▽

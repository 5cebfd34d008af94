// =============================================================================
// Shared types used across the Meridian signal engine
// =============================================================================

use serde::{Deserialize, Serialize};

// -----------------------------------------------------------------------------
// Market data
// -----------------------------------------------------------------------------

/// A single OHLC candle, oldest-first in any series the engine handles.
///
/// Invariant: `low <= min(open, close)` and `high >= max(open, close)`;
/// timestamps are unique within a series.
#[derive(Debug, Clone, Serialize, Deserialize)]
pub struct Candle {
    /// Open time, milliseconds since the UNIX epoch.
    pub timestamp: i64,
    pub open: f64,
    pub high: f64,
    pub low: f64,
    pub close: f64,
    #[serde(default)]
    pub volume: f64,
}

impl Candle {
    /// Full bar range (high - low).
    pub fn range(&self) -> f64 {
        self.high - self.low
    }

    /// Absolute body size (|close - open|).
    pub fn body(&self) -> f64 {
        (self.close - self.open).abs()
    }

    pub fn is_bullish(&self) -> bool {
        self.close > self.open
    }

    pub fn is_bearish(&self) -> bool {
        self.close < self.open
    }
}

/// Latest quote for a pair.
#[derive(Debug, Clone, Serialize, Deserialize)]
pub struct Quote {
    pub price: f64,
    pub bid: f64,
    pub ask: f64,
    /// Milliseconds since the UNIX epoch.
    pub timestamp: i64,
    pub change: f64,
    pub change_percent: f64,
}

// -----------------------------------------------------------------------------
// Directional enums
// -----------------------------------------------------------------------------

/// Directional call produced by the scorer: Call = up, Put = down.
#[derive(Debug, Clone, Copy, PartialEq, Eq, Serialize, Deserialize)]
pub enum SignalType {
    Call,
    Put,
}

impl std::fmt::Display for SignalType {
    fn fmt(&self, f: &mut std::fmt::Formatter<'_>) -> std::fmt::Result {
        match self {
            Self::Call => write!(f, "CALL"),
            Self::Put => write!(f, "PUT"),
        }
    }
}

#[derive(Debug, Clone, Copy, PartialEq, Eq, Serialize, Deserialize)]
pub enum TrendDirection {
    Bullish,
    Bearish,
    Neutral,
}

impl std::fmt::Display for TrendDirection {
    fn fmt(&self, f: &mut std::fmt::Formatter<'_>) -> std::fmt::Result {
        match self {
            Self::Bullish => write!(f, "BULLISH"),
            Self::Bearish => write!(f, "BEARISH"),
            Self::Neutral => write!(f, "NEUTRAL"),
        }
    }
}

#[derive(Debug, Clone, Copy, PartialEq, Eq, Serialize, Deserialize)]
pub enum Momentum {
    Strong,
    Moderate,
    Weak,
}

impl std::fmt::Display for Momentum {
    fn fmt(&self, f: &mut std::fmt::Formatter<'_>) -> std::fmt::Result {
        match self {
            Self::Strong => write!(f, "STRONG"),
            Self::Moderate => write!(f, "MODERATE"),
            Self::Weak => write!(f, "WEAK"),
        }
    }
}

#[derive(Debug, Clone, Copy, PartialEq, Eq, Serialize, Deserialize)]
pub enum VolatilityTier {
    High,
    Medium,
    Low,
}

impl std::fmt::Display for VolatilityTier {
    fn fmt(&self, f: &mut std::fmt::Formatter<'_>) -> std::fmt::Result {
        match self {
            Self::High => write!(f, "HIGH"),
            Self::Medium => write!(f, "MEDIUM"),
            Self::Low => write!(f, "LOW"),
        }
    }
}

/// Win/loss outcome of a logged trade. Pending until settled exactly once.
#[derive(Debug, Clone, Copy, PartialEq, Eq, Serialize, Deserialize)]
pub enum TradeResult {
    Win,
    Loss,
    Pending,
}

impl std::fmt::Display for TradeResult {
    fn fmt(&self, f: &mut std::fmt::Formatter<'_>) -> std::fmt::Result {
        match self {
            Self::Win => write!(f, "WIN"),
            Self::Loss => write!(f, "LOSS"),
            Self::Pending => write!(f, "PENDING"),
        }
    }
}

// -----------------------------------------------------------------------------
// Candle patterns
// -----------------------------------------------------------------------------

/// Recognised 1-3 bar candle patterns, in detection priority order.
#[derive(Debug, Clone, Copy, PartialEq, Eq, Serialize, Deserialize)]
pub enum CandlePattern {
    BullishEngulfing,
    BearishEngulfing,
    Doji,
    Hammer,
    ShootingStar,
    PinBarBullish,
    PinBarBearish,
    MorningStar,
    EveningStar,
    SpinningTop,
}

impl CandlePattern {
    /// Patterns too weak to confirm a direction on their own.
    pub fn is_weak(&self) -> bool {
        matches!(
            self,
            Self::Doji | Self::SpinningTop | Self::PinBarBullish | Self::PinBarBearish
        )
    }

    /// Indecision patterns that draw a scoring penalty.
    pub fn is_neutral(&self) -> bool {
        matches!(self, Self::Doji | Self::SpinningTop)
    }

    /// Directional reading of the pattern, if it has one.
    pub fn direction(&self) -> Option<SignalType> {
        match self {
            Self::BullishEngulfing | Self::Hammer | Self::PinBarBullish | Self::MorningStar => {
                Some(SignalType::Call)
            }
            Self::BearishEngulfing
            | Self::ShootingStar
            | Self::PinBarBearish
            | Self::EveningStar => Some(SignalType::Put),
            Self::Doji | Self::SpinningTop => None,
        }
    }

    /// Whether the pattern counts as confirming evidence for `side` in the
    /// confluence scorer (directional and non-doji only).
    pub fn confirms(&self, side: SignalType) -> bool {
        !self.is_weak() && self.direction() == Some(side)
    }
}

impl std::fmt::Display for CandlePattern {
    fn fmt(&self, f: &mut std::fmt::Formatter<'_>) -> std::fmt::Result {
        let name = match self {
            Self::BullishEngulfing => "bullish_engulfing",
            Self::BearishEngulfing => "bearish_engulfing",
            Self::Doji => "doji",
            Self::Hammer => "hammer",
            Self::ShootingStar => "shooting_star",
            Self::PinBarBullish => "pin_bar_bullish",
            Self::PinBarBearish => "pin_bar_bearish",
            Self::MorningStar => "morning_star",
            Self::EveningStar => "evening_star",
            Self::SpinningTop => "spinning_top",
        };
        write!(f, "{name}")
    }
}

// -----------------------------------------------------------------------------
// Pair universe
// -----------------------------------------------------------------------------

/// The fixed 12-pair universe the engine scans, with the synthetic
/// generator's base price for each pair.
pub const PAIR_UNIVERSE: &[(&str, f64)] = &[
    ("EURUSD", 1.0850),
    ("GBPUSD", 1.2650),
    ("USDJPY", 149.50),
    ("AUDUSD", 0.6550),
    ("USDCAD", 1.3550),
    ("USDCHF", 0.8850),
    ("NZDUSD", 0.6150),
    ("EURGBP", 0.8580),
    ("EURJPY", 162.20),
    ("GBPJPY", 189.10),
    ("AUDJPY", 97.90),
    ("EURCHF", 0.9600),
];

/// True when `pair` is part of the tradable universe.
pub fn is_known_pair(pair: &str) -> bool {
    PAIR_UNIVERSE.iter().any(|(p, _)| *p == pair)
}

/// Synthetic base price for a known pair.
pub fn base_price(pair: &str) -> Option<f64> {
    PAIR_UNIVERSE
        .iter()
        .find(|(p, _)| *p == pair)
        .map(|(_, price)| *price)
}

/// True for JPY-quoted pairs, which use two-decimal pricing.
pub fn is_jpy_pair(pair: &str) -> bool {
    pair.ends_with("JPY")
}

/// Pip size for a pair: 0.01 for JPY quotes, 0.0001 otherwise.
pub fn pip_size(pair: &str) -> f64 {
    if is_jpy_pair(pair) {
        0.01
    } else {
        0.0001
    }
}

△

*ABOUT THIS TASK*: When the string "EveningStar" occurs in a line of the material, that line belongs in the answer.

*COMPLETED TASK*:
    EveningStar,
            | Self::EveningStar => Some(SignalType::Put),
            Self::EveningStar => "evening_star",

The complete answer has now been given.